The impact of missing data imputation on HIV classification

Hlalele, Nthabiseng Unathi
Journal Title
Journal ISSN
Volume Title
Missing data are a part of research and data analysis that often cannot be ignored. Although a number of methods have been developed in handling and imputing missing data, this problem is, for the most part, still unsolved with many researchers still struggling with its existence. Due to the availability of software and the advancement of computational power, maximum likelihood and multiple imputations as well as neural networks and genetic algorithms (AANN-GA) have been introduced as solutions to the missing data problem. Although these methods have given considerable results in this domain, the impact that missing data and missing data imputation has on decision making has, until recently, not been assessed. This dissertation contributes to this knowledge by first introducing a new computational intelligent model that integrates Neuro-Fuzzy (N-F) modeling, Principal Component Analysis and the genetic algorithms to impute missing data. The performance of this model is then compared to that of the AANN-GA as well as the independent use of the N-F architecture.

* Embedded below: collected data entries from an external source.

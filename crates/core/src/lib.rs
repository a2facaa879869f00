pub mod cache;
pub mod composer;
pub mod config;
pub mod domain;
pub mod engine;
pub mod errors;
pub mod evaluator;
pub mod explanation;
pub mod fixtures;
pub mod intent;
pub mod mode;
pub mod scoring;
pub mod tables;
pub mod tags;

pub use cache::{CacheKey, RecommendationCache};
pub use config::{ConfigError, ConfigOverrides, EngineSettings, LoadOptions, LogFormat};
pub use domain::blend::{BlendComponent, BlendEvaluation, CandidateBlend};
pub use domain::chemotype::{Cannabinoids, Chemotype, ChemotypeId, Inventory};
pub use domain::effect::{EffectDimension, EffectVector};
pub use domain::output::{
    BlendOutput, EngineErrorCode, EngineOutput, PhaseKind, Recommendation, StackOutput, StackPhase,
};
pub use domain::profile::TargetProfile;
pub use engine::RecommendationEngine;
pub use errors::{ApplicationError, DomainError, InterfaceError};
pub use explanation::{
    ExplanationBuilder, ExplanationPayload, NarrationDecision, NarrationGuard, Narrator,
    TemplateNarrator, NARRATION_CONTRACT,
};
pub use intent::{Intent, IntentInterpreter, IntentOverrides};
pub use mode::{GateDecision, ModeGate};
pub use tables::EngineTables;
pub use tags::{DisplayTag, StaticTagTable, TagResolver};
use std::process::ExitCode;

use blendwise_cli::{execute, Cli};
use blendwise_core::config::{EngineSettings, LoggingConfig};
use clap::Parser;

/// Logs go to stderr so stdout carries only the JSON envelope.
fn init_logging(config: &LoggingConfig) {
    use blendwise_core::config::LogFormat::*;
    use tracing::Level;

    let log_level = config.level.parse::<Level>().unwrap_or(Level::INFO);
    let builder =
        tracing_subscriber::fmt().with_target(false).with_max_level(log_level).with_writer(std::io::stderr);

    match config.format {
        Compact => builder.compact().init(),
        Pretty => builder.pretty().init(),
        Json => builder.json().init(),
    }
}

fn main() -> ExitCode {
    let cli = Cli::parse();

    // A broken config still gets a JSON failure from the command itself.
    if let Ok(settings) = EngineSettings::load(cli.global.load_options()) {
        init_logging(&settings.logging);
    }

    let result = execute(cli);
    println!("{}", result.output);
    ExitCode::from(result.exit_code)
}
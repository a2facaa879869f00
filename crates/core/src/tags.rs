//! Display names and descriptive tags for chemotypes. Naming only; nothing
//! here feeds scoring.

use std::collections::BTreeMap;

use serde::Serialize;

use crate::domain::chemotype::{Chemotype, ChemotypeId};

#[derive(Clone, Debug, PartialEq, Eq, Serialize)]
pub struct DisplayTag {
    pub display_name: String,
    pub tags: Vec<String>,
}

pub trait TagResolver {
    fn resolve(&self, id: &ChemotypeId) -> Option<DisplayTag>;

    /// Table entry when present, otherwise the chemotype's own name untagged.
    fn display_for(&self, chemotype: &Chemotype) -> DisplayTag {
        self.resolve(&chemotype.id)
            .unwrap_or_else(|| DisplayTag { display_name: chemotype.name.clone(), tags: Vec::new() })
    }
}

struct TagSeed {
    id: &'static str,
    display_name: &'static str,
    tags: &'static [&'static str],
}

const TAG_SEEDS: &[TagSeed] = &[
    TagSeed { id: "acdc", display_name: "ACDC", tags: &["cbd-rich", "clear-headed", "daytime"] },
    TagSeed { id: "blue-dream", display_name: "Blue Dream", tags: &["balanced", "mellow"] },
    TagSeed {
        id: "granddaddy-purple",
        display_name: "Granddaddy Purple",
        tags: &["sedating", "evening"],
    },
    TagSeed { id: "harlequin", display_name: "Harlequin", tags: &["cbd-rich", "gentle"] },
    TagSeed { id: "jack-herer", display_name: "Jack Herer", tags: &["uplifting", "creative"] },
    TagSeed { id: "lemon-haze", display_name: "Lemon Haze", tags: &["uplifting", "daytime"] },
    TagSeed { id: "og-kush", display_name: "OG Kush", tags: &["heavy", "evening"] },
];

#[derive(Clone, Debug, Default)]
pub struct StaticTagTable {
    entries: BTreeMap<ChemotypeId, DisplayTag>,
}

impl StaticTagTable {
    pub fn new() -> Self {
        Self::default()
    }

    /// Table covering the demo inventory.
    pub fn demo() -> Self {
        TAG_SEEDS.iter().fold(Self::new(), |table, seed| {
            table.with_entry(seed.id, seed.display_name, seed.tags)
        })
    }

    pub fn with_entry(mut self, id: &str, display_name: &str, tags: &[&str]) -> Self {
        self.entries.insert(
            ChemotypeId::new(id),
            DisplayTag {
                display_name: display_name.to_string(),
                tags: tags.iter().map(|tag| tag.to_string()).collect(),
            },
        );
        self
    }

    pub fn len(&self) -> usize {
        self.entries.len()
    }

    pub fn is_empty(&self) -> bool {
        self.entries.is_empty()
    }
}

impl TagResolver for StaticTagTable {
    fn resolve(&self, id: &ChemotypeId) -> Option<DisplayTag> {
        self.entries.get(id).cloned()
    }
}

#[cfg(test)]
mod tests {
    use super::{StaticTagTable, TagResolver};
    use crate::domain::chemotype::{Chemotype, ChemotypeId};

    #[test]
    fn demo_table_resolves_known_ids() {
        let table = StaticTagTable::demo();
        let tag = table.resolve(&ChemotypeId::new("lemon-haze")).unwrap();

        assert_eq!(tag.display_name, "Lemon Haze");
        assert!(tag.tags.contains(&"uplifting".to_string()));
    }

    #[test]
    fn unknown_chemotype_falls_back_to_its_own_name() {
        let table = StaticTagTable::demo();
        let tag = table.display_for(&Chemotype::new("house-blend", "House Blend"));

        assert_eq!(tag.display_name, "House Blend");
        assert!(tag.tags.is_empty());
    }
}
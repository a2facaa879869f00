//! The recommendation pipeline: interpret, score, compose, evaluate, rank.
//!
//! Every call takes its own inventory snapshot. The engine holds only
//! immutable settings and tables plus the optional memo cache.

use std::sync::Arc;

use tracing::{debug, info, warn};

use crate::cache::{CacheKey, RecommendationCache};
use crate::composer::{BlendComposer, ComposerSettings, ScoredChemotype};
use crate::config::EngineSettings;
use crate::domain::chemotype::{Chemotype, Inventory};
use crate::domain::output::{
    Audit, BlendOutput, EngineErrorCode, EngineOutput, PhaseKind, StackOutput, StackPhase,
};
use crate::domain::profile::TargetProfile;
use crate::errors::{ApplicationError, DomainError};
use crate::evaluator::{rank, BlendEvaluator, EvaluatorSettings};
use crate::intent::{Intent, IntentInterpreter};
use crate::mode::{GateDecision, ModeGate};
use crate::scoring::{ChemotypeScore, ChemotypeScorer};
use crate::tables::EngineTables;

#[derive(Debug)]
pub struct RecommendationEngine {
    settings: EngineSettings,
    tables: EngineTables,
    interpreter: IntentInterpreter,
    gate: ModeGate,
    cache: Option<RecommendationCache>,
}

impl Default for RecommendationEngine {
    fn default() -> Self {
        Self::assemble(EngineSettings::default(), EngineTables::default())
    }
}

impl RecommendationEngine {
    /// Validates both settings and tables before accepting them.
    pub fn new(settings: EngineSettings, tables: EngineTables) -> Result<Self, ApplicationError> {
        settings.validate()?;
        tables.validate()?;
        Ok(Self::assemble(settings, tables))
    }

    /// Loads the calibration tables the settings point at.
    pub fn from_settings(settings: EngineSettings) -> Result<Self, ApplicationError> {
        let tables = settings.load_tables()?;
        Self::new(settings, tables)
    }

    fn assemble(settings: EngineSettings, tables: EngineTables) -> Self {
        let cache = settings
            .cache
            .enabled
            .then(|| RecommendationCache::new(settings.cache.capacity));
        Self {
            settings,
            tables,
            interpreter: IntentInterpreter::new(),
            gate: ModeGate::new(),
            cache,
        }
    }

    pub fn settings(&self) -> &EngineSettings {
        &self.settings
    }

    pub fn tables(&self) -> &EngineTables {
        &self.tables
    }

    pub fn cache(&self) -> Option<&RecommendationCache> {
        self.cache.as_ref()
    }

    pub fn interpret(&self, intent: &Intent) -> TargetProfile {
        self.interpreter.interpret(intent)
    }

    /// Full invocation. Sequencing language with both halves present and a
    /// non-empty inventory yields a two-phase stack; everything else a blend.
    pub fn recommend(
        &self,
        intent: &Intent,
        inventory: &Inventory,
    ) -> Result<EngineOutput, DomainError> {
        info!(
            event_name = "engine.recommend.start",
            chemotypes = inventory.chemotypes.len(),
            available = inventory.available_count(),
            "recommendation requested"
        );

        let decision = self.gate.decide(&intent.text);
        match decision {
            GateDecision::Stack { onset, sustain } if inventory.available_count() > 0 => {
                info!(event_name = "engine.mode.stack", "sequencing language found, building stack");
                let whole = self.interpreter.interpret(intent);
                let carried = intent.overrides.constraints_and_context();
                let mut phases = Vec::with_capacity(2);
                for (phase, text) in [(PhaseKind::Onset, onset), (PhaseKind::Sustain, sustain)] {
                    let phase_intent = Intent { text: text.clone(), overrides: carried.clone() };
                    let profile = self.interpreter.interpret_phase(&phase_intent, &whole);
                    let output = self.recommend_profile(&profile, inventory)?;
                    if let Some(code) = output.error() {
                        warn!(
                            event_name = "engine.mode.stack_failed",
                            phase = phase.as_str(),
                            error_code = code.as_str(),
                            "stack phase came back empty, returning a flat failed result"
                        );
                        return Ok(EngineOutput::Blend(BlendOutput::empty(
                            whole,
                            code,
                            output.audit().clone(),
                        )));
                    }
                    phases.push(StackPhase { phase, intent_text: text, output });
                }
                Ok(EngineOutput::Stack(StackOutput::new(phases)?))
            }
            _ => {
                let profile = self.interpreter.interpret(intent);
                Ok(EngineOutput::Blend(self.recommend_profile(&profile, inventory)?))
            }
        }
    }

    /// Ranked blends for an already interpreted profile.
    pub fn recommend_profile(
        &self,
        profile: &TargetProfile,
        inventory: &Inventory,
    ) -> Result<BlendOutput, DomainError> {
        let fingerprint = inventory.fingerprint();
        let key = CacheKey::from_fingerprint(fingerprint.clone(), profile);
        if let Some(hit) = self.cache.as_ref().and_then(|cache| cache.get(&key)) {
            debug!(
                event_name = "engine.cache.hit",
                inventory_fingerprint = %fingerprint,
                "served from memo cache"
            );
            return Ok(hit.as_ref().clone());
        }

        let output = self.run_pipeline(profile, inventory, fingerprint)?;
        if let Some(cache) = &self.cache {
            cache.insert(key, Arc::new(output.clone()));
        }
        Ok(output)
    }

    fn run_pipeline(
        &self,
        profile: &TargetProfile,
        inventory: &Inventory,
        fingerprint: String,
    ) -> Result<BlendOutput, DomainError> {
        let available: Vec<&Chemotype> = inventory.available().collect();
        let mut audit = Audit {
            chemotypes_available: available.len(),
            inventory_fingerprint: fingerprint,
            ..Audit::default()
        };

        if available.is_empty() {
            warn!(
                event_name = "engine.recommend.empty",
                error_code = EngineErrorCode::InsufficientInventory.as_str(),
                "no available chemotypes"
            );
            return Ok(BlendOutput::empty(
                profile.clone(),
                EngineErrorCode::InsufficientInventory,
                audit,
            ));
        }

        let scorer = ChemotypeScorer::new(&self.tables, self.settings.scoring.violation_score_cap);
        let scores: Vec<ChemotypeScore> =
            available.iter().map(|chemotype| scorer.score(chemotype, profile)).collect();
        let scored: Vec<ScoredChemotype<'_>> = available
            .iter()
            .zip(&scores)
            .map(|(chemotype, score)| ScoredChemotype { chemotype: *chemotype, score })
            .collect();

        let composer = BlendComposer::new(&self.tables, self.composer_settings());
        let composition = composer.compose(&scored, profile)?;
        audit.candidates_evaluated = composition.combinations_evaluated;
        audit.candidates_feasible = composition.candidates.len();
        audit.chemotypes_considered = composition.chemotypes_considered;
        info!(
            event_name = "engine.compose.completed",
            combinations = composition.combinations_evaluated,
            feasible = composition.candidates.len(),
            considered = composition.chemotypes_considered,
            "blend composition completed"
        );

        if composition.candidates.is_empty() {
            warn!(
                event_name = "engine.recommend.empty",
                error_code = EngineErrorCode::NoFeasibleBlend.as_str(),
                max_anxiety_risk = profile.constraints.max_anxiety_risk,
                "every combination violated a hard constraint"
            );
            return Ok(BlendOutput::empty(profile.clone(), EngineErrorCode::NoFeasibleBlend, audit));
        }

        let evaluator = BlendEvaluator::new(&self.tables, self.evaluator_settings());
        let mut evaluations: Vec<_> = composition
            .candidates
            .iter()
            .map(|candidate| evaluator.evaluate(candidate, profile))
            .collect();
        evaluator.apply_margins(&mut evaluations);

        let evaluated = composition
            .candidates
            .into_iter()
            .map(|candidate| candidate.blend)
            .zip(evaluations)
            .collect();
        let recommendations = rank(evaluated, self.settings.engine.max_recommendations);

        if let Some(best) = recommendations.first() {
            info!(
                event_name = "engine.recommend.completed",
                best_signature = %best.blend.signature(),
                best_score = best.evaluation.blend_score,
                best_confidence = best.evaluation.confidence,
                returned = recommendations.len(),
                "recommendation ranked"
            );
        }

        BlendOutput::ranked(profile.clone(), recommendations, audit)
    }

    fn composer_settings(&self) -> ComposerSettings {
        ComposerSettings {
            max_blend_size: self.settings.engine.max_blend_size,
            prefilter_top_m: self.settings.engine.prefilter_top_m,
            ratio_steps: self.settings.engine.ratio_steps,
            mitigation_margin: self.settings.scoring.mitigation_margin,
        }
    }

    fn evaluator_settings(&self) -> EvaluatorSettings {
        let scoring = &self.settings.scoring;
        EvaluatorSettings {
            max_blend_size: self.settings.engine.max_blend_size,
            simplicity_bonus: scoring.simplicity_bonus,
            unmitigated_risk_penalty: scoring.unmitigated_risk_penalty,
            confidence_floor: scoring.confidence_floor,
            confidence_margin_points: scoring.confidence_margin_points,
            dominant_contributors: self.settings.engine.dominant_contributors,
        }
    }
}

In order to determine if the data are predictable and also to assist in processing the data for training, an analysis on the HIV sero-prevalence data is performed. Two classification decision making frameworks are then presented in order to assess the effect of missing data. These decision frameworks are trained to classify between two conditions when presented with a set of data variables. The first is the use of a Bayesian neural network which is statistical in nature and the second is based on the fuzzy ARTMAP (FAM) classifier which has incremental abilities. The two methods are used and compared in order to assess the degree in which missing data, and the imputation thereof, has on decision making. The effect of missing data differs for the two frameworks; while the Bayesian neural network fails in the presence of missing data, the FAM classifier attempts to classify with a decreased accuracy. This work has shown that although missing data and the imputation thereof has an effect on decision making, the degree of that effect is dependent on the decision making framework and on the model used for data imputation.